Scan the listing below for the string "least" and copy each line where it turns up.

▶ **STUDY MATERIAL**
################

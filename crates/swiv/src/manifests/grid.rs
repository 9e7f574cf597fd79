// SPDX-License-Identifier: AGPL-3.0-only
// Copyright (C) 2024 Jonathan Lee
// This program is free software: you can redistribute it and/or modify
// it under the terms of the GNU Affero General Public License version 3
// as published by the Free Software Foundation.
// This program is distributed in the hope that it will be useful,
// but WITHOUT ANY WARRANTY; without even the implied warranty of
// MERCHANTABILITY or FITNESS FOR A PARTICULAR PURPOSE.
// See the GNU Affero General Public License for more details.
// You should have received a copy of the GNU Affero General Public License
// along with this program. If not, see https://www.gnu.org/licenses/.

use super::{VisualizationManifest, VisualizationSettings};
use crate::model::Splits;
use crate::rules::adjustments::{adjust_limit, adjust_sort_within, thread};
use crate::rules::predicates::{no_splits, supported_splits_count};
use crate::rules::{Actions, Adjustment, Resolve, RuleVariables, VisualizationRulesBuilder};
use serde_json::json;

pub const NAME: &str = "grid";
pub const TITLE: &str = "Grid";
const SCORE: i32 = 4;

/// The first split drives the rows and may sort by any split; the rest are unlimited.
fn normalise(variables: &RuleVariables) -> Resolve {
    let RuleVariables {
        data_cube,
        splits,
        series,
        is_selected_visualization,
        ..
    } = variables;
    let references: Vec<String> = splits.references().into_iter().map(String::from).collect();
    let mut adjusted = Vec::with_capacity(splits.len());
    for (index, split) in splits.iter().enumerate() {
        if index == 0 {
            let dimension = data_cube.dimension(&split.reference);
            adjusted.push(thread(
                split.clone(),
                &[
                    &adjust_limit(dimension),
                    &adjust_sort_within(dimension, series, references.clone()),
                ],
            ));
        } else {
            adjusted.push(split.change_limit(None));
        }
    }
    let new_splits: Splits = adjusted.into_iter().collect();
    if &new_splits == splits {
        Resolve::ready(if *is_selected_visualization { 10 } else { SCORE })
    } else {
        Resolve::automatic(SCORE, Adjustment::splits(new_splits))
    }
}

pub fn manifest() -> VisualizationManifest {
    let evaluator = VisualizationRulesBuilder::empty()
        .when(no_splits())
        .then(Actions::manual_dimension_selection(
            "The Grid requires at least one split",
        ))
        .when(supported_splits_count())
        .then(Actions::remove_excessive_splits(TITLE))
        .otherwise(normalise)
        .build();
    VisualizationManifest::new(
        NAME,
        TITLE,
        evaluator,
        VisualizationSettings::new(json!({})),
    )
}
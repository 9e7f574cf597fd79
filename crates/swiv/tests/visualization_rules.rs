// SPDX-License-Identifier: AGPL-3.0-only
// Copyright (C) 2024 Jonathan Lee
// This program is free software: you can redistribute it and/or modify
// it under the terms of the GNU Affero General Public License version 3
// as published by the Free Software Foundation.
// This program is distributed in the hope that it will be useful,
// but WITHOUT ANY WARRANTY; without even the implied warranty of
// MERCHANTABILITY or FITNESS FOR A PARTICULAR PURPOSE.
// See the GNU Affero General Public License for more details.
// You should have received a copy of the GNU Affero General Public License
// along with this program. If not, see https://www.gnu.org/licenses/.

use std::sync::Arc;
use swiv::rules::RuleVariables;
use swiv::{
    manifest_by_name, manifests, AppSettings, DataCube, Dimension, DimensionKind, Measure,
    Resolve, SeriesList, Sort, SortDirection, Split, Splits,
};

fn wiki() -> Arc<DataCube> {
    Arc::new(
        DataCube::new("wiki")
            .with_dimension(Dimension::new("time", DimensionKind::Time))
            .with_dimension(Dimension::new("channel", DimensionKind::String))
            .with_dimension(Dimension::new("page", DimensionKind::String))
            .with_dimension(Dimension::new("user", DimensionKind::String))
            .with_dimension(Dimension::new("isRobot", DimensionKind::Boolean))
            .with_dimension(Dimension::new("commentLength", DimensionKind::Number))
            .with_measure(Measure::new("added"))
            .with_measure(Measure::new("deleted"))
            .with_max_splits(3),
    )
}

fn numbers_only() -> Arc<DataCube> {
    Arc::new(
        DataCube::new("metrics")
            .with_dimension(Dimension::new("time", DimensionKind::Time))
            .with_dimension(Dimension::new("latency", DimensionKind::Number))
            .with_measure(Measure::new("count")),
    )
}

fn strings_only() -> Arc<DataCube> {
    Arc::new(
        DataCube::new("catalog")
            .with_dimension(Dimension::new("category", DimensionKind::String))
            .with_measure(Measure::new("count")),
    )
}

fn splits_on(cube: &DataCube, references: &[&str]) -> Splits {
    references
        .iter()
        .map(|r| Split::from_dimension(cube.dimension(r)))
        .collect()
}

fn evaluate_on(cube: Arc<DataCube>, name: &str, splits: Splits, series: &[&str]) -> Resolve {
    let manifest = manifest_by_name(name).expect("registered visualization");
    manifest.evaluate_rules(&RuleVariables::new(
        cube,
        Arc::new(AppSettings::default()),
        splits,
        SeriesList::from_keys(series.iter().copied()),
    ))
}

fn evaluate(name: &str, references: &[&str], series: &[&str]) -> Resolve {
    let cube = wiki();
    let splits = splits_on(&cube, references);
    evaluate_on(cube, name, splits, series)
}

fn adjusted_splits(resolve: &Resolve) -> &Splits {
    resolve
        .adjustment()
        .and_then(|a| a.splits.as_ref())
        .expect("adjustment with splits")
}

fn descriptions(resolve: &Resolve) -> Vec<&str> {
    resolve
        .resolutions()
        .iter()
        .map(|r| r.description.as_str())
        .collect()
}

#[test]
fn totals_clears_splits() {
    assert_eq!(evaluate("totals", &[], &["added"]), Resolve::ready(10));
    let resolve = evaluate("totals", &["channel"], &["added"]);
    assert!(resolve.is_automatic());
    assert_eq!(resolve.score(), 3);
    assert!(adjusted_splits(&resolve).is_empty());
}

#[test]
fn table_limits_excessive_splits() {
    let resolve = evaluate("table", &["channel", "page", "user", "time"], &["added"]);
    assert!(resolve.is_manual());
    assert_eq!(resolve.message(), Some("Table supports only 3 splits"));
    assert_eq!(descriptions(&resolve), ["Remove excessive splits: Time"]);
}

#[test]
fn table_fills_limit_and_sort() {
    let resolve = evaluate("table", &["channel"], &["added"]);
    assert!(resolve.is_automatic());
    assert_eq!(resolve.score(), 6);
    let channel = adjusted_splits(&resolve).first().unwrap();
    assert_eq!(channel.limit, Some(5));
    assert_eq!(channel.sort, Sort::by_series("added", SortDirection::Descending));
}

#[test]
fn line_chart_needs_a_continuous_dimension() {
    let never = evaluate_on(strings_only(), "line-chart", Splits::empty(), &["count"]);
    assert!(never.is_never());
    assert_eq!(never.score(), -1);

    let resolve = evaluate("line-chart", &["channel"], &["added"]);
    assert!(resolve.is_manual());
    assert_eq!(
        resolve.message(),
        Some("The Line Chart needs one continuous dimension split")
    );
    assert_eq!(
        descriptions(&resolve),
        ["Split on Time instead", "Split on Comment Length instead"]
    );
}

#[test]
fn line_chart_puts_colour_split_first() {
    for references in [["time", "channel"], ["channel", "time"]] {
        let resolve = evaluate("line-chart", &references, &["added"]);
        assert!(resolve.is_automatic(), "{references:?}: {resolve}");
        assert_eq!(resolve.score(), 7);
        let splits = adjusted_splits(&resolve);
        assert_eq!(splits.references(), ["channel", "time"]);
        assert_eq!(splits.get(0).unwrap().limit, Some(5));
        assert_eq!(
            splits.get(1).unwrap().sort,
            Sort::by_dimension("time", SortDirection::Ascending)
        );
    }
}

#[test]
fn line_chart_offers_to_keep_only_time() {
    let resolve = evaluate("line-chart", &["channel", "page", "time"], &["added"]);
    assert!(resolve.is_manual());
    assert_eq!(resolve.message(), Some("Too many splits on the line chart"));
    assert_eq!(
        adjusted_splits_of_resolution(&resolve, 0).references(),
        ["time"]
    );
}

fn adjusted_splits_of_resolution(resolve: &Resolve, index: usize) -> &Splits {
    resolve.resolutions()[index]
        .adjustment
        .splits
        .as_ref()
        .expect("resolution with splits")
}

#[test]
fn bar_chart_normalises_category_splits() {
    let resolve = evaluate("bar-chart", &["channel", "page"], &["added"]);
    assert!(resolve.is_automatic());
    assert_eq!(resolve.score(), 5);
    let splits = adjusted_splits(&resolve).clone();
    assert!(splits.iter().all(|s| s.limit == Some(25)));

    let cube = wiki();
    let ready = evaluate_on(cube, "bar-chart", splits, &["added"]);
    assert_eq!(ready, Resolve::ready(7));
}

#[test]
fn bar_chart_sorts_bucketed_numbers_by_themselves() {
    let cube = wiki();
    let split = Split::from_dimension(cube.dimension("commentLength"))
        .change_sort(Sort::by_series("added", SortDirection::Ascending));
    let resolve = evaluate_on(cube, "bar-chart", Splits::from_split(split), &["added"]);
    assert_eq!(resolve.score(), 9);
    let adjusted = adjusted_splits(&resolve).first().unwrap();
    assert_eq!(
        adjusted.sort,
        Sort::by_dimension("commentLength", SortDirection::Ascending)
    );
}

#[test]
fn bar_chart_keeps_time_unlimited() {
    let resolve = evaluate("bar-chart", &["time", "channel"], &["added"]);
    assert!(resolve.is_automatic());
    let splits = adjusted_splits(&resolve);
    assert_eq!(splits.references(), ["time", "channel"]);
    assert_eq!(splits.get(0).unwrap().limit, None);
    assert_eq!(splits.get(1).unwrap().limit, Some(5));
}

#[test]
fn bar_chart_suggests_category_splits_otherwise() {
    let resolve = evaluate("bar-chart", &["time", "channel", "page"], &["added"]);
    assert!(resolve.is_manual());
    assert_eq!(
        resolve.message(),
        Some("The Bar Chart needs one or two category splits")
    );
    assert_eq!(
        descriptions(&resolve),
        [
            "Split on Channel instead",
            "Split on Page instead",
            "Split on Channel and Page instead"
        ]
    );
}

#[test]
fn heatmap_cardinality() {
    let resolve = evaluate("heatmap", &["channel"], &["added"]);
    assert_eq!(resolve.message(), Some("Heatmap needs exactly 2 splits"));
    assert_eq!(descriptions(&resolve), ["Add a split on Time"]);

    let resolve = evaluate("heatmap", &["channel", "page"], &["added", "deleted"]);
    assert_eq!(resolve.message(), Some("Heatmap needs exactly 1 measure"));
    assert_eq!(descriptions(&resolve), ["Show only Added", "Show only Deleted"]);

    let resolve = evaluate("heatmap", &["channel", "page"], &[]);
    assert_eq!(descriptions(&resolve), ["Select Added"]);

    let resolve = evaluate("heatmap", &["channel", "page"], &["added"]);
    assert!(resolve.is_automatic());
    assert_eq!(resolve.score(), 3);
}

#[test]
fn grid_sorts_rows_by_any_split() {
    let cube = wiki();
    let splits = Splits::from_splits(vec![
        Split::from_dimension(cube.dimension("channel"))
            .change_sort(Sort::by_dimension("page", SortDirection::Ascending))
            .change_limit(Some(10)),
        Split::from_dimension(cube.dimension("page")).change_limit(Some(10)),
    ]);
    let resolve = evaluate_on(cube, "grid", splits, &["added"]);
    assert!(resolve.is_automatic());
    assert_eq!(resolve.score(), 4);
    let adjusted = adjusted_splits(&resolve);
    let rows = adjusted.get(0).unwrap();
    assert_eq!(rows.sort, Sort::by_dimension("page", SortDirection::Ascending));
    assert_eq!(rows.limit, Some(10));
    assert_eq!(adjusted.get(1).unwrap().limit, None);

    let resolve = evaluate("grid", &[], &["added"]);
    assert_eq!(resolve.message(), Some("The Grid requires at least one split"));
}

#[test]
fn scatterplot_needs_two_measures_and_one_split() {
    let resolve = evaluate("scatterplot", &["channel"], &["added"]);
    assert_eq!(
        resolve.message(),
        Some("The Scatterplot needs exactly 2 measures")
    );
    assert_eq!(descriptions(&resolve), ["Select Added and Deleted"]);

    let resolve = evaluate("scatterplot", &["channel", "page"], &["added", "deleted"]);
    assert_eq!(resolve.message(), Some("The Scatterplot needs exactly 1 split"));
    assert_eq!(descriptions(&resolve), ["Remove last split"]);

    let resolve = evaluate("scatterplot", &["channel"], &["added", "deleted"]);
    assert!(resolve.is_automatic());
    assert_eq!(resolve.score(), 3);
}

#[test]
fn marimekko_wants_categorical_splits() {
    let never = evaluate_on(numbers_only(), "marimekko", Splits::empty(), &["count"]);
    assert!(never.is_never());

    let resolve = evaluate("marimekko", &["time"], &["added"]);
    assert_eq!(resolve.message(), Some("The Marimekko needs categorical splits"));

    let resolve = evaluate("marimekko", &["channel", "page", "user"], &["added"]);
    assert_eq!(descriptions(&resolve), ["Remove last split"]);

    let resolve = evaluate("marimekko", &["channel", "isRobot"], &["added"]);
    assert!(resolve.is_automatic());
    assert_eq!(resolve.score(), 2);
    let splits = adjusted_splits(&resolve);
    assert_eq!(splits.get(0).unwrap().limit, Some(5));
    assert_eq!(splits.get(1).unwrap().limit, Some(5));
}

#[test]
fn automatic_adjustments_settle_in_one_step() {
    let cube = wiki();
    let names: Vec<&str> = cube.dimensions.iter().map(|d| d.name.as_str()).collect();
    let mut shapes: Vec<Vec<&str>> = names.iter().map(|n| vec![*n]).collect();
    for first in &names {
        for second in &names {
            if first != second {
                shapes.push(vec![*first, *second]);
            }
        }
    }
    for manifest in manifests() {
        for shape in &shapes {
            let variables = RuleVariables::new(
                Arc::clone(&cube),
                Arc::new(AppSettings::default()),
                splits_on(&cube, shape),
                SeriesList::from_keys(["added"]),
            )
            .selected(true);
            let resolve = manifest.evaluate_rules(&variables);
            if let Some(adjustment) = resolve.adjustment() {
                let splits = adjustment.splits.clone().unwrap_or_else(|| variables.splits.clone());
                let settled = manifest.evaluate_rules(&variables.with_splits(splits));
                assert!(
                    settled.is_ready(),
                    "{} on {shape:?} did not settle: {settled}",
                    manifest.name
                );
            }
        }
    }
}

################

▶ **ANSWER TO THE EXERCISE**
            "The Grid requires at least one split",
    assert_eq!(resolve.message(), Some("The Grid requires at least one split"));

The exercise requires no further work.